Пусть не решить нам всех проблем половым путем, в нашей власти – оглядеться в поисках альтернативных путей. В бородатой байке о Фрейде говорится, что иногда сигара – это просто сигара. Фильм Велединского подбрасывает ту же шутку – в остроумно придуманном сценаристами эпизоде обмена фотографиями. В пермском пейзаже школьнице Маше привиделся «вечный взрыв» – тогда как ее учитель предлагает ей рассмотреть «просто воду», хоть и знает, что ледяная эта «просто вода» только что поглотила выброшенное любовное письмо. Так и в любви: она нагнетает – он отпускает ситуацию, она хочет сорваться – он принимает продолжение будней.
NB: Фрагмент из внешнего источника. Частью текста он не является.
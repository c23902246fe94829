//! Composition Splitter.

use debt_model::{Composition, DebtByDebtorRow, DebtByTypeRow, DebtFlowRow, ProcessedRow};
use tracing::debug;

/// Partitions total debt by maturity and by debtor, and collects the flows.
pub fn split(rows: &[ProcessedRow]) -> Composition {
    let composition = Composition {
        by_type: rows.iter().map(by_type).collect(),
        by_debtor: rows.iter().map(by_debtor).collect(),
        flows: rows.iter().map(flow).collect(),
    };
    debug!(years = rows.len(), "composition split");
    composition
}

fn share(ratio_pct: f64, total: f64) -> f64 {
    ratio_pct * total / 100.0
}

fn by_type(row: &ProcessedRow) -> DebtByTypeRow {
    let short_term = share(row.short_term_ratio, row.total_debt);
    DebtByTypeRow {
        year: row.year,
        total_debt: row.total_debt,
        short_term,
        short_term_pct: row.short_term_ratio,
        long_term: row.total_debt - short_term,
        long_term_pct: 100.0 - row.short_term_ratio,
        public_sector: share(row.public_debt_ratio, row.total_debt),
        public_sector_pct: row.public_debt_ratio,
    }
}

fn by_debtor(row: &ProcessedRow) -> DebtByDebtorRow {
    let public_sector = share(row.public_debt_ratio, row.total_debt);
    DebtByDebtorRow {
        year: row.year,
        public_sector,
        public_sector_pct: row.public_debt_ratio,
        private_sector: row.total_debt - public_sector,
        private_sector_pct: 100.0 - row.public_debt_ratio,
    }
}

fn flow(row: &ProcessedRow) -> DebtFlowRow {
    DebtFlowRow {
        year: row.year,
        debt_service: row.debt_service,
        debt_service_ratio: row.debt_service_ratio,
    }
}
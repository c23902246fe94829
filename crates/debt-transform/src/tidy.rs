//! Building the processed (wide) table and its tidy (long) form.

use std::collections::BTreeMap;

use tracing::{debug, info, info_span, warn};

use debt_ingest::RawTable;
use debt_model::{Indicator, Metric, NonNumericPolicy, ProcessedRow, TidyRecord, TransformOptions};

use crate::error::{Result, TransformError, YearError};
use crate::extract::try_extract_value;
use crate::resolve::{RowSet, resolve_with};
use crate::years::{YearColumn, year_columns};

/// A year left out of the processed table, with the reason.
#[derive(Debug, Clone, PartialEq)]
pub struct DroppedYear {
    pub year: i32,
    pub reason: String,
}

/// The two tables produced from one raw table.
#[derive(Debug, Clone, Default, PartialEq)]
pub struct TidyTables {
    pub processed: Vec<ProcessedRow>,
    pub tidy: Vec<TidyRecord>,
    pub dropped: Vec<DroppedYear>,
}

/// Resolved row sets for every tracked indicator.
struct IndicatorRows<'a> {
    sets: Vec<(Indicator, RowSet<'a>)>,
}

impl<'a> IndicatorRows<'a> {
    fn resolve(table: &'a RawTable, options: &TransformOptions) -> Self {
        let sets = Indicator::ALL
            .into_iter()
            .map(|indicator| {
                (
                    indicator,
                    resolve_with(table, indicator.label(), options.duplicates),
                )
            })
            .collect();
        Self { sets }
    }

    fn get(&self, indicator: Indicator) -> Option<&RowSet<'a>> {
        self.sets
            .iter()
            .find(|(candidate, _)| *candidate == indicator)
            .map(|(_, rows)| rows)
    }
}

/// Amounts extracted for one year.
#[derive(Debug, Default, Clone, Copy)]
struct YearAmounts {
    principal: f64,
    interest: f64,
    total: f64,
    short_term: f64,
    public_sector: f64,
}

/// Builds the processed and tidy tables from a raw wide table.
///
/// Missing indicators and missing cells read as zero. A year whose cell
/// holds unparseable text is handled by [`TransformOptions::non_numeric`];
/// a year whose values break a record invariant is always dropped. Dropped
/// years leave gaps and growth rates are computed across the remaining rows.
pub fn build_tables(table: &RawTable, options: &TransformOptions) -> TidyTables {
    let span = info_span!("build_tables", rows = table.row_count());
    let _guard = span.enter();

    let years = year_columns(table);
    if years.is_empty() {
        warn!("no year columns found in raw table");
    }
    debug!(years = ?years.iter().map(|y| y.year).collect::<Vec<_>>(), "years found");

    let indicators = IndicatorRows::resolve(table, options);
    let mut rows = Vec::with_capacity(years.len());
    let mut dropped = Vec::new();
    for column in &years {
        match process_year(&indicators, column, options) {
            Ok(row) => rows.push(row),
            Err(error) => {
                warn!(year = column.year, %error, "dropping year");
                dropped.push(DroppedYear {
                    year: column.year,
                    reason: error.to_string(),
                });
            }
        }
    }

    let processed = attach_growth_rates(rows);
    let tidy = unpivot(&processed);
    info!(
        years = years.len(),
        processed = processed.len(),
        dropped = dropped.len(),
        tidy = tidy.len(),
        "tables built"
    );
    TidyTables {
        processed,
        tidy,
        dropped,
    }
}

fn process_year(
    indicators: &IndicatorRows<'_>,
    column: &YearColumn,
    options: &TransformOptions,
) -> std::result::Result<ProcessedRow, YearError> {
    let mut amounts = YearAmounts::default();
    for indicator in Indicator::ALL {
        let value = match indicators.get(indicator) {
            Some(rows) => amount(rows, column, options.non_numeric)?,
            None => 0.0,
        };
        match indicator {
            Indicator::PrincipalRepayments => amounts.principal = value,
            Indicator::InterestPayments => amounts.interest = value,
            Indicator::TotalDebt => amounts.total = value,
            Indicator::ShortTermDebt => amounts.short_term = value,
            Indicator::PublicSector => amounts.public_sector = value,
        }
    }

    let debt_service = amounts.principal + amounts.interest;
    let (debt_service_ratio, short_term_ratio, public_debt_ratio) = if amounts.total > 0.0 {
        (
            percent_of(debt_service, amounts.total),
            percent_of(amounts.short_term, amounts.total),
            percent_of(amounts.public_sector, amounts.total),
        )
    } else {
        (0.0, 0.0, 0.0)
    };
    for (metric, ratio) in [
        (Metric::DebtServiceRatio, debt_service_ratio),
        (Metric::ShortTermRatio, short_term_ratio),
        (Metric::PublicDebtRatio, public_debt_ratio),
    ] {
        if !(0.0..=100.0).contains(&ratio) {
            warn!(year = column.year, metric = %metric, ratio, "ratio outside [0, 100]");
        }
    }

    let row = ProcessedRow::new(
        column.year,
        amounts.total,
        debt_service,
        debt_service_ratio,
        short_term_ratio,
        public_debt_ratio,
    )?;
    Ok(row)
}

fn amount(
    rows: &RowSet<'_>,
    column: &YearColumn,
    policy: NonNumericPolicy,
) -> std::result::Result<f64, YearError> {
    match try_extract_value(rows, &column.label) {
        Ok(value) => Ok(value),
        Err(error) => match policy {
            NonNumericPolicy::DropYear => Err(error.into()),
            NonNumericPolicy::ZeroFill => {
                warn!(year = column.year, indicator = rows.indicator(), %error, "using 0 for unparseable value");
                Ok(0.0)
            }
        },
    }
}

fn percent_of(part: f64, total: f64) -> f64 {
    part / total * 100.0
}

/// Period-over-period percent change.
///
/// The first entry is undefined, as is any entry whose predecessor is zero.
pub fn percent_change(values: &[f64]) -> Vec<Option<f64>> {
    let mut changes = Vec::with_capacity(values.len());
    for (idx, current) in values.iter().enumerate() {
        let change = match idx.checked_sub(1).map(|prev| values[prev]) {
            Some(previous) if previous != 0.0 => {
                Some((current - previous) / previous * 100.0).filter(|v| v.is_finite())
            }
            _ => None,
        };
        changes.push(change);
    }
    changes
}

fn attach_growth_rates(rows: Vec<ProcessedRow>) -> Vec<ProcessedRow> {
    let totals: Vec<f64> = rows.iter().map(|row| row.total_debt).collect();
    let rates = percent_change(&totals);
    rows.into_iter()
        .zip(rates)
        .filter_map(|(row, rate)| {
            let year = row.year;
            match row.with_growth_rate(rate) {
                Ok(row) => Some(row),
                Err(error) => {
                    warn!(year, %error, "growth rate rejected, year dropped");
                    None
                }
            }
        })
        .collect()
}

/// Unpivots processed rows into tidy records.
///
/// Records are grouped by metric in declaration order, each group in the
/// processed table's year order. Every non-year cell yields exactly one
/// record, undefined growth rates included.
pub fn unpivot(rows: &[ProcessedRow]) -> Vec<TidyRecord> {
    let mut records = Vec::with_capacity(rows.len() * Metric::ALL.len());
    for metric in Metric::ALL {
        for row in rows {
            records.push(TidyRecord {
                year: row.year,
                indicator: metric,
                value: metric.value_of(row),
            });
        }
    }
    records
}

/// Rebuilds processed rows from tidy records (the inverse of [`unpivot`]).
///
/// Years keep the order of their first appearance. Each year needs exactly
/// one record per metric; only the growth rate may be undefined.
pub fn pivot_tidy(records: &[TidyRecord]) -> Result<Vec<ProcessedRow>> {
    let mut order: Vec<i32> = Vec::new();
    let mut cells: BTreeMap<(i32, Metric), Option<f64>> = BTreeMap::new();
    for record in records {
        if !order.contains(&record.year) {
            order.push(record.year);
        }
        if cells
            .insert((record.year, record.indicator), record.value)
            .is_some()
        {
            return Err(TransformError::DuplicateCell {
                year: record.year,
                metric: record.indicator,
            });
        }
    }

    let mut rows = Vec::with_capacity(order.len());
    for year in order {
        let required = |metric: Metric| -> Result<f64> {
            cells
                .get(&(year, metric))
                .copied()
                .flatten()
                .ok_or(TransformError::MissingCell { year, metric })
        };
        let growth = match cells.get(&(year, Metric::AnnualGrowthRate)) {
            Some(value) => *value,
            None => {
                return Err(TransformError::MissingCell {
                    year,
                    metric: Metric::AnnualGrowthRate,
                });
            }
        };
        let row = ProcessedRow::new(
            year,
            required(Metric::TotalDebt)?,
            required(Metric::DebtService)?,
            required(Metric::DebtServiceRatio)?,
            required(Metric::ShortTermRatio)?,
            required(Metric::PublicDebtRatio)?,
        )?
        .with_growth_rate(growth)?;
        rows.push(row);
    }
    Ok(rows)
}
Жизнь не кончается с вечным взрывом любви, и, пережив череду сердечных апокалипсисов, начинаешь ценить привязанность, как «просто воду», питающую дни вне зависимости от того, удалось ли кого-нибудь к себе привязать.
Опасное партнерство
[100]
Сравнение характеристик женщины и системы
«Театр. doc», куда мастерскую Дмитрия Брусникина сослали, как поговаривают, за матерщину в новом спектакле, вполне отвечает свойскому стилю постановки: в тесноте маленького зала звучнее реплики, адресованные семье и телевизору, декламируемые по-домашнему – в вытянутом свитере и хлопковых носочках. Режиссер подчеркивает сближающий эффект, рассаживая актеров на зрительские стулья, заставляя их соучаствовать в слушании их не задействующих эпизодов, так что и вот эта, в красном, с первого взгляда притягивающая блондинка без единого слова просидит до своего эффектного выхода в самом финале.
В спектакле «Выключатель» студенты-мхатовцы разыграли семь мини-пьес Максима Курочкина. Тематически пьесы едва ли составили бы единый спектакль, если бы каждая из них не сводилась к одному и тому же, типично драматургическому трюку. За что бы ни принимался герой – расследовать подробности советско-финской войны, завязывать с водкой и сериалами, ухаживать за выжившим из ума родственником, опекать друга, признаваться в любви, – каждый раз он наталкивается на партнера, из-за которого задуманное не удается, но перед кем отлично получается высказаться. Пьесы Курочкина выражают это чудо диалога – когда именно благодаря присутствию другой, непредвиденной и непокорной личности происходит самораскрытие героя. Тем более полное, чем меньше этот другой способен героя понять.
«Выключатель» – комедия не синтонных реакций, асимметричных ответов, окончательно расходящихся метафор собеседников, когда один из них аргументирует образами из своего сна, а другой в ответ апеллирует к своим новым ботинкам. Типичный герой Курочкина способен состояться только в таком, некомфортном партнерстве, постоянно понуждающем его проявлять себя – из духа противоречия и в защиту собственной природы. Поэтому драматургическим альтер эго автора выглядит его герой-мечтатель, женатый на женщине, «лишенной всяких талантов».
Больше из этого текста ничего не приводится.